*** Data supplied ***

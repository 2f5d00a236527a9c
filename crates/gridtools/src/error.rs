//! Error types for grid container operations.

use std::path::PathBuf;

use thiserror::Error;

/// Result type for grid container operations.
pub type GridResult<T> = Result<T, GridError>;

/// Error types for loading, deriving and writing grids.
#[derive(Error, Debug)]
pub enum GridError {
    /// The grid file does not exist
    #[error("File not found: {}", .0.display())]
    NotFound(PathBuf),

    /// File I/O error
    #[error("I/O error: {0}")]
    Io(#[from] std::io::Error),

    /// Error reported by the netCDF library
    #[error("NetCDF error: {0}")]
    NetCdf(#[from] netcdf::Error),

    /// Missing required variable or dimension
    #[error("Missing required data: {0}")]
    MissingData(String),

    /// Variable content does not match the expected kind
    #[error("Invalid data format: {0}")]
    InvalidFormat(String),

    /// Array rank or shape cannot satisfy the requested operation
    #[error("Invalid shape: {0}")]
    InvalidShape(String),

    /// A dimension was given two different lengths
    #[error("Dimension '{name}' has length {expected}, got {found}")]
    DimensionMismatch {
        name: String,
        expected: usize,
        found: usize,
    },

    /// Introspection was requested on a container with no dataset attached
    #[error("No grid dataset attached")]
    NoDataset,
}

***

(Work instructions): Set down the records again verbatim, so that each word stays as it is.

(Exercise result):
repository 2f5d00a236527a9c
filename crates/gridtools/src/error.rs
//! Error types for grid container operations.

use std::path::PathBuf;

use thiserror::Error;

/// Result type for grid container operations.
pub type GridResult<T> = Result<T, GridError>;

/// Error types for loading, deriving and writing grids.
#[derive(Error, Debug)]
pub enum GridError {
    /// The grid file does not exist
    #[error("File not found: {}", .0.display())]
    NotFound(PathBuf),

    /// File I/O error
    #[error("I/O error: {0}")]
    Io(#[from] std::io::Error),

    /// Error reported by the netCDF library
    #[error("NetCDF error: {0}")]
    NetCdf(#[from] netcdf::Error),

    /// Missing required variable or dimension
    #[error("Missing required data: {0}")]
    MissingData(String),

    /// Variable content does not match the expected kind
    #[error("Invalid data format: {0}")]
    InvalidFormat(String),

    /// Array rank or shape cannot satisfy the requested operation
    #[error("Invalid shape: {0}")]
    InvalidShape(String),

    /// A dimension was given two different lengths
    #[error("Dimension '{name}' has length {expected}, got {found}")]
    DimensionMismatch {
        name: String,
        expected: usize,
        found: usize,
    },

    /// Introspection was requested on a container with no dataset attached
    #[error("No grid dataset attached")]
    NoDataset,
}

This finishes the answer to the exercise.